Exercise 3: Adding/removing species to/from the phylogeny

#To remove a particular species from the phylogeny (e.g. if no data is available for that species)
tree.prun1=drop.tip(tree,"Ateles_belzebuth")

#To remove all the species of a particular genus. Taking advantage of R's flexibility we can simply search all tip labels (species) containing the genus name.
tree.prun2=drop.tip(tree, tree$tip.label[agrep("Cercopithecus", tree$tip.label,max.distance = 1)])

#To remove all species within the clade Strepsirrhini. This exercise is simplified by the fact that the taxonomy is coded within the datafile.
tree.prun3=drop.tip(tree, as.character(xdata[agrep("Strepsirrhini", xdata$suborder,max.distance = 0),]$species))

#To remove species (tips in the tree) that are not in the data file. Note the use of setdiff to compare the species names in the phylogeny (tip.label) to the species names in the data file.
tree.prun4=drop.tip(tree, setdiff(tree$tip.label,as.character(xdata[3:15,]$species)))

#To add tips at random to a tree with branch lengths, n is the number of species to add and tips is used to assign tip.labels.
tree.prun5=add.random(tree.prun4, n=2, tips=c("species1", "species2"))

#To add a tip at the root of a specific genus.
tree.prun6=add.species.to.genus(tree.prun4,"Ateles_sp")

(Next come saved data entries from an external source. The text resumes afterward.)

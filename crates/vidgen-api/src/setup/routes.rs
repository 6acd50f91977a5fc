//! Route configuration and setup

use crate::handlers;
use crate::state::AppState;
use axum::{
    extract::DefaultBodyLimit,
    http::{HeaderValue, Method},
    routing::{get, post},
    Router,
};
use tower_http::cors::{Any, CorsLayer};
use tower_http::trace::TraceLayer;
use vidgen_core::Config;

/// Setup all application routes
pub fn setup_routes(config: &Config, state: AppState) -> Result<Router, anyhow::Error> {
    let cors = setup_cors(config)?;

    let app = Router::new()
        .route("/api/generate", post(handlers::generate::generate))
        .route("/health", get(handlers::health::health))
        // Whole-request ceiling; individual file limits are the client's
        // concern.
        .layer(DefaultBodyLimit::max(config.max_body_bytes()))
        .layer(cors)
        .layer(TraceLayer::new_for_http())
        .with_state(state);

    Ok(app)
}

/// Setup CORS configuration
fn setup_cors(config: &Config) -> Result<CorsLayer, anyhow::Error> {
    let cors = if config.cors_origins().contains(&"*".to_string()) {
        tracing::warn!("CORS configured to allow all origins - not recommended for production");
        CorsLayer::new()
            .allow_origin(Any)
            .allow_methods([Method::GET, Method::POST, Method::OPTIONS])
            .allow_headers(Any)
    } else {
        let origins: Result<Vec<HeaderValue>, _> =
            config.cors_origins().iter().map(|o| o.parse()).collect();

        CorsLayer::new()
            .allow_origin(origins.unwrap_or_default())
            .allow_methods([Method::GET, Method::POST, Method::OPTIONS])
            .allow_headers(Any)
    };
    Ok(cors)
}
//! S3 storage implementation.

use async_trait::async_trait;
use aws_config::meta::region::RegionProviderChain;
use aws_config::retry::{RetryConfig, RetryMode};
use aws_config::BehaviorVersion;
use aws_sdk_s3::error::SdkError;
use aws_sdk_s3::operation::get_object::GetObjectError;
use aws_sdk_s3::primitives::ByteStream;
use aws_sdk_s3::Client;
use bytes::Bytes;

use crate::{Storage, StorageError, StorageResult};

/// S3 (or S3-compatible) object store client.
#[derive(Clone)]
pub struct S3Storage {
    client: Client,
    bucket: String,
    region: String,
    endpoint_url: Option<String>, // Custom endpoint for S3-compatible providers
    /// Overrides the derived public URL base when set (e.g. a CDN domain).
    public_base_url: Option<String>,
}

impl S3Storage {
    /// Create a new S3Storage instance.
    ///
    /// `endpoint_url` selects an S3-compatible provider (MinIO, Spaces, ...)
    /// with path-style addressing; `public_base_url` overrides the URL base
    /// assets are served from.
    pub async fn new(
        bucket: String,
        region: String,
        endpoint_url: Option<String>,
        public_base_url: Option<String>,
    ) -> StorageResult<Self> {
        let region_provider =
            RegionProviderChain::first_try(aws_config::Region::new(region.clone()));

        let retry_config = RetryConfig::standard()
            .with_max_attempts(5)
            .with_retry_mode(RetryMode::Adaptive);

        let config = aws_config::defaults(BehaviorVersion::latest())
            .region(region_provider)
            .retry_config(retry_config.clone())
            .load()
            .await;

        let client = if let Some(ref endpoint) = endpoint_url {
            // S3-compatible providers need an explicit endpoint and
            // path-style addressing.
            let mut s3_config_builder = aws_sdk_s3::Config::builder()
                .endpoint_url(endpoint)
                .region(config.region().cloned())
                .retry_config(retry_config);
            if let Some(provider) = config.credentials_provider().into_iter().next() {
                s3_config_builder = s3_config_builder.credentials_provider(provider);
            }
            s3_config_builder = s3_config_builder.force_path_style(true);

            Client::from_conf(s3_config_builder.build())
        } else {
            Client::new(&config)
        };

        Ok(S3Storage {
            client,
            bucket,
            region,
            endpoint_url,
            public_base_url,
        })
    }

    fn generate_url(&self, key: &str) -> String {
        public_url_for(
            &self.bucket,
            &self.region,
            self.endpoint_url.as_deref(),
            self.public_base_url.as_deref(),
            key,
        )
    }
}

/// Public URL for an object, matching the addressing mode of the client:
/// virtual-hosted AWS URLs by default, path-style for custom endpoints, or
/// an explicit base override.
fn public_url_for(
    bucket: &str,
    region: &str,
    endpoint_url: Option<&str>,
    public_base_url: Option<&str>,
    key: &str,
) -> String {
    if let Some(base) = public_base_url {
        return format!("{}/{}", base.trim_end_matches('/'), key);
    }
    if let Some(endpoint) = endpoint_url {
        let base_url = endpoint.trim_end_matches('/');
        format!("{}/{}/{}", base_url, bucket, key)
    } else {
        format!("https://{}.s3.{}.amazonaws.com/{}", bucket, region, key)
    }
}

#[async_trait]
impl Storage for S3Storage {
    async fn put(&self, key: &str, data: Bytes, content_type: &str) -> StorageResult<String> {
        let size = data.len() as u64;
        let body = ByteStream::from(data);
        let start = std::time::Instant::now();

        self.client
            .put_object()
            .bucket(&self.bucket)
            .key(key)
            .body(body)
            .content_type(content_type)
            .send()
            .await
            .map_err(|e| {
                tracing::error!(
                    error = %e,
                    bucket = %self.bucket,
                    key = %key,
                    size_bytes = size,
                    duration_ms = start.elapsed().as_secs_f64() * 1000.0,
                    "S3 upload failed"
                );
                StorageError::UploadFailed(e.to_string())
            })?;

        let url = self.generate_url(key);

        tracing::info!(
            bucket = %self.bucket,
            key = %key,
            size_bytes = size,
            duration_ms = start.elapsed().as_secs_f64() * 1000.0,
            "S3 upload successful"
        );

        Ok(url)
    }

    async fn download(&self, key: &str) -> StorageResult<Bytes> {
        let start = std::time::Instant::now();

        let response = self
            .client
            .get_object()
            .bucket(&self.bucket)
            .key(key)
            .send()
            .await
            .map_err(|e| match &e {
                SdkError::ServiceError(service_err)
                    if matches!(service_err.err(), GetObjectError::NoSuchKey(_)) =>
                {
                    StorageError::NotFound(key.to_string())
                }
                _ => {
                    tracing::error!(
                        error = %e,
                        bucket = %self.bucket,
                        key = %key,
                        duration_ms = start.elapsed().as_secs_f64() * 1000.0,
                        "S3 download failed"
                    );
                    StorageError::DownloadFailed(e.to_string())
                }
            })?;

        let data = response
            .body
            .collect()
            .await
            .map_err(|e| StorageError::DownloadFailed(e.to_string()))?;

        Ok(data.into_bytes())
    }

    async fn delete(&self, key: &str) -> StorageResult<()> {
        self.client
            .delete_object()
            .bucket(&self.bucket)
            .key(key)
            .send()
            .await
            .map_err(|e| {
                tracing::error!(error = %e, bucket = %self.bucket, key = %key, "S3 delete failed");
                StorageError::DeleteFailed(e.to_string())
            })?;

        tracing::debug!(bucket = %self.bucket, key = %key, "S3 delete successful");
        Ok(())
    }

    fn public_url(&self, key: &str) -> String {
        self.generate_url(key)
    }
}

#[cfg(test)]
mod tests {
    use super::*;

    #[test]
    fn test_aws_virtual_hosted_url() {
        assert_eq!(
            public_url_for("assets", "us-east-1", None, None, "videos/1-cat.mp4"),
            "https://assets.s3.us-east-1.amazonaws.com/videos/1-cat.mp4"
        );
    }

    #[test]
    fn test_custom_endpoint_is_path_style() {
        assert_eq!(
            public_url_for(
                "assets",
                "nyc3",
                Some("https://nyc3.example.com/"),
                None,
                "videos/1-cat.mp4"
            ),
            "https://nyc3.example.com/assets/videos/1-cat.mp4"
        );
    }

    #[test]
    fn test_public_base_override_wins() {
        assert_eq!(
            public_url_for(
                "assets",
                "us-east-1",
                Some("https://nyc3.example.com"),
                Some("https://cdn/"),
                "videos/171-cat.mp4"
            ),
            "https://cdn/videos/171-cat.mp4"
        );
    }
}
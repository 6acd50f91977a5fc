//! Generation provider client
//!
//! Wraps the external video-generation HTTP API: job submission, status
//! polling, upscale-job submission, and artifact download. The provider owns
//! all the heavy lifting; this client only mirrors its task state.

mod http;

pub use http::HttpProvider;

use async_trait::async_trait;
use bytes::Bytes;
use thiserror::Error;
use vidgen_core::TaskStatus;

/// Provider operation errors
#[derive(Debug, Error)]
pub enum ProviderError {
    #[error("Provider request failed: {0}")]
    Request(String),

    #[error("Provider returned {status}: {message}")]
    Upstream { status: u16, message: String },

    #[error("Failed to parse provider response: {0}")]
    Parse(String),
}

/// Result type for provider operations
pub type ProviderResult<T> = Result<T, ProviderError>;

/// Parameters for an image-to-video generation job.
#[derive(Debug, Clone)]
pub struct GenerationJob {
    pub image_url: String,
    pub prompt: String,
    pub duration_secs: u32,
    pub aspect_ratio: String,
    /// Per-submission random seed, uniform over the full u32 range.
    pub seed: u32,
}

/// Snapshot of a provider-side task.
#[derive(Debug, Clone, PartialEq, Eq)]
pub struct ProviderTask {
    pub id: String,
    pub status: TaskStatus,
    /// Completion percentage as reported by the provider.
    pub progress: u8,
    /// Output artifact URL, present once the task has succeeded.
    pub output_url: Option<String>,
    /// Provider-side failure reason, present once the task has failed.
    pub failure_reason: Option<String>,
    /// For chained jobs (upscale), the task id this one was derived from.
    pub origin_task_id: Option<String>,
}

/// External generation provider.
#[async_trait]
pub trait GenerationProvider: Send + Sync {
    /// Submit an image-to-video generation job.
    async fn submit_generation(&self, job: &GenerationJob) -> ProviderResult<ProviderTask>;

    /// Submit an upscale job derived from a succeeded generation task.
    async fn submit_upscale(&self, task_id: &str) -> ProviderResult<ProviderTask>;

    /// Fetch the current state of a task.
    async fn get_task(&self, task_id: &str) -> ProviderResult<ProviderTask>;

    /// Download a finished artifact.
    async fn fetch_output(&self, url: &str) -> ProviderResult<Bytes>;
}
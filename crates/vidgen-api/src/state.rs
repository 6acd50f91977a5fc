//! Application state shared across handlers.

use std::sync::Arc;

use crate::tracker::TaskTracker;
use vidgen_core::Config;

/// Shared application state. The tracker owns the storage, index, and
/// provider clients, so cloning the state per request is cheap.
#[derive(Clone)]
pub struct AppState {
    pub config: Config,
    pub tracker: Arc<TaskTracker>,
}

impl AppState {
    pub fn new(config: Config, tracker: Arc<TaskTracker>) -> Self {
        Self { config, tracker }
    }
}

// Handlers run on the multi-threaded runtime; state must cross threads.
fn _assert_send_sync<T: Send + Sync>() {}
#[allow(dead_code)]
fn _assertions() {
    _assert_send_sync::<AppState>();
}
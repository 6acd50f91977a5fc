//! HTTP implementation of the generation provider client.

use async_trait::async_trait;
use bytes::Bytes;
use serde::{Deserialize, Serialize};
use std::time::Duration;
use vidgen_core::TaskStatus;

use crate::{GenerationJob, GenerationProvider, ProviderError, ProviderResult, ProviderTask};

#[derive(Clone)]
pub struct HttpProvider {
    api_base: String,
    api_key: String,
    client: reqwest::Client,
}

#[derive(Debug, Serialize)]
struct SubmitGenerationRequest<'a> {
    image_url: &'a str,
    text_prompt: &'a str,
    duration: u32,
    ratio: &'a str,
    seed: u32,
}

#[derive(Debug, Serialize)]
struct SubmitUpscaleRequest<'a> {
    task_id: &'a str,
}

/// Wire form of a provider task.
#[derive(Debug, Deserialize)]
struct TaskEnvelope {
    id: String,
    status: TaskStatus,
    /// Completion ratio in `0.0..=1.0`.
    progress: Option<f32>,
    /// Output artifact URLs; the first entry is the finished video.
    output: Option<Vec<String>>,
    failure: Option<String>,
    origin_task_id: Option<String>,
}

impl From<TaskEnvelope> for ProviderTask {
    fn from(env: TaskEnvelope) -> Self {
        ProviderTask {
            id: env.id,
            status: env.status,
            progress: env
                .progress
                .map(|p| (p.clamp(0.0, 1.0) * 100.0).round() as u8)
                .unwrap_or(0),
            output_url: env.output.and_then(|mut urls| {
                if urls.is_empty() {
                    None
                } else {
                    Some(urls.remove(0))
                }
            }),
            failure_reason: env.failure,
            origin_task_id: env.origin_task_id,
        }
    }
}

impl HttpProvider {
    pub fn new(api_base: String, api_key: String, timeout_secs: u64) -> ProviderResult<Self> {
        let client = reqwest::Client::builder()
            .timeout(Duration::from_secs(timeout_secs))
            .build()
            .map_err(|e| ProviderError::Request(format!("Failed to create HTTP client: {}", e)))?;

        Ok(Self {
            api_base: api_base.trim_end_matches('/').to_string(),
            api_key,
            client,
        })
    }

    fn url(&self, path: &str) -> String {
        format!("{}{}", self.api_base, path)
    }

    async fn parse_task(&self, response: reqwest::Response) -> ProviderResult<ProviderTask> {
        if !response.status().is_success() {
            let status = response.status().as_u16();
            let message = response.text().await.unwrap_or_default();
            return Err(ProviderError::Upstream { status, message });
        }

        let envelope: TaskEnvelope = response
            .json()
            .await
            .map_err(|e| ProviderError::Parse(e.to_string()))?;
        Ok(envelope.into())
    }

    async fn post_task<B: Serialize>(&self, path: &str, body: &B) -> ProviderResult<ProviderTask> {
        let response = self
            .client
            .post(self.url(path))
            .header("Authorization", format!("Bearer {}", self.api_key))
            .json(body)
            .send()
            .await
            .map_err(|e| ProviderError::Request(e.to_string()))?;

        self.parse_task(response).await
    }
}

#[async_trait]
impl GenerationProvider for HttpProvider {
    async fn submit_generation(&self, job: &GenerationJob) -> ProviderResult<ProviderTask> {
        let body = SubmitGenerationRequest {
            image_url: &job.image_url,
            text_prompt: &job.prompt,
            duration: job.duration_secs,
            ratio: &job.aspect_ratio,
            seed: job.seed,
        };

        let task = self.post_task("/v1/image_to_video", &body).await?;
        tracing::info!(task_id = %task.id, status = %task.status, "Generation job submitted");
        Ok(task)
    }

    async fn submit_upscale(&self, task_id: &str) -> ProviderResult<ProviderTask> {
        let body = SubmitUpscaleRequest { task_id };

        let task = self.post_task("/v1/upscale", &body).await?;
        tracing::info!(
            task_id = %task.id,
            origin_task_id = %task_id,
            "Upscale job submitted"
        );
        Ok(task)
    }

    async fn get_task(&self, task_id: &str) -> ProviderResult<ProviderTask> {
        let response = self
            .client
            .get(self.url(&format!("/v1/tasks/{}", task_id)))
            .header("Authorization", format!("Bearer {}", self.api_key))
            .send()
            .await
            .map_err(|e| ProviderError::Request(e.to_string()))?;

        self.parse_task(response).await
    }

    async fn fetch_output(&self, url: &str) -> ProviderResult<Bytes> {
        let response = self
            .client
            .get(url)
            .send()
            .await
            .map_err(|e| ProviderError::Request(e.to_string()))?;

        if !response.status().is_success() {
            return Err(ProviderError::Upstream {
                status: response.status().as_u16(),
                message: format!("Failed to download output from {}", url),
            });
        }

        response
            .bytes()
            .await
            .map_err(|e| ProviderError::Request(e.to_string()))
    }
}
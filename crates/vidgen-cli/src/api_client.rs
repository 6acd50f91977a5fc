use anyhow::{Context, Result};
use reqwest::multipart;
use reqwest::Client;
use serde::Deserialize;
use std::path::Path;
use std::time::Duration;

/// One task snapshot as reported by the server. Mirrors the `/api/generate`
/// response body for both submissions and status polls.
#[derive(Debug, Deserialize)]
#[serde(rename_all = "camelCase")]
pub struct TaskReply {
    pub task_id: String,
    pub status: String,
    #[serde(default)]
    pub progress: u8,
    #[serde(default)]
    pub video_url: Option<String>,
}

#[derive(Debug, Deserialize)]
struct ErrorReply {
    error: String,
}

pub struct ApiClient {
    client: Client,
    base_url: String,
}

impl ApiClient {
    pub fn new(base_url: String) -> Result<Self> {
        let client = Client::builder()
            .timeout(Duration::from_secs(180))
            .build()
            .context("Failed to create HTTP client")?;

        Ok(Self {
            client,
            base_url: base_url.trim_end_matches('/').to_string(),
        })
    }

    pub fn from_env() -> Result<Self> {
        let base_url = std::env::var("VIDGEN_API_URL")
            .or_else(|_| std::env::var("API_URL"))
            .unwrap_or_else(|_| "http://localhost:4000".to_string());

        Self::new(base_url)
    }

    fn generate_url(&self) -> String {
        format!("{}/api/generate", self.base_url)
    }

    /// Submit an image plus prompt as a multipart generation request.
    pub async fn submit(
        &self,
        image_path: &Path,
        prompt: &str,
        duration: Option<u32>,
        ratio: Option<&str>,
        upscale: bool,
    ) -> Result<TaskReply> {
        let image = tokio::fs::read(image_path)
            .await
            .with_context(|| format!("Failed to read {}", image_path.display()))?;
        let filename = image_path
            .file_name()
            .and_then(|n| n.to_str())
            .unwrap_or("upload.bin")
            .to_string();

        let mut form = multipart::Form::new()
            .text("prompt", prompt.to_string())
            .part("image", multipart::Part::bytes(image).file_name(filename));
        if let Some(duration) = duration {
            form = form.text("duration", duration.to_string());
        }
        if let Some(ratio) = ratio {
            form = form.text("ratio", ratio.to_string());
        }
        if upscale {
            form = form.text("upscale", "true");
        }

        let response = self
            .client
            .post(self.generate_url())
            .multipart(form)
            .send()
            .await
            .context("Failed to reach the API")?;

        Self::parse_reply(response).await
    }

    /// Poll a task's status.
    pub async fn status(&self, task_id: &str) -> Result<TaskReply> {
        let response = self
            .client
            .post(self.generate_url())
            .json(&serde_json::json!({ "taskId": task_id, "action": "status" }))
            .send()
            .await
            .context("Failed to reach the API")?;

        Self::parse_reply(response).await
    }

    async fn parse_reply(response: reqwest::Response) -> Result<TaskReply> {
        let status = response.status();
        let body = response.text().await.context("Failed to read response")?;

        if !status.is_success() {
            let message = serde_json::from_str::<ErrorReply>(&body)
                .map(|e| e.error)
                .unwrap_or(body);
            anyhow::bail!("API error ({}): {}", status, message);
        }

        serde_json::from_str(&body).context("Unexpected response body")
    }
}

#Finally a tip can also be added at a specific position.
tree.prun7=bind.tip(tree.prun4, "Ateles_sp", where=which(tree.prun4$tip.label=="Ateles_paniscus"), position=1)

#To add a clade to a tree (sticking two trees together)
receptor=tree.prun7
receptor$tip.label[14]="NA"
#this is the clade we want to add
donor=rtree(5, tip.label =c("Ateles_sp1", "Ateles_sp2","Ateles_sp3", "Ateles_sp4","Ateles_sp5"))
donor$root.edge=0
tree.prun8=paste.tree(receptor, donor)

#Try ploting any of the above to see what it looks like
plot(ladderize(tree.prun7), cex=0.8)
plot of chunk unnamed-chunk-4
plot(ladderize(tree.prun8), cex=0.8)
plot of chunk unnamed-chunk-4

Exercise 4: Moving branches

#Move a particular tip (Ateles_sp) to the root
tree.rooted=root(tree.prun6, "Ateles_sp", resolve.root=T)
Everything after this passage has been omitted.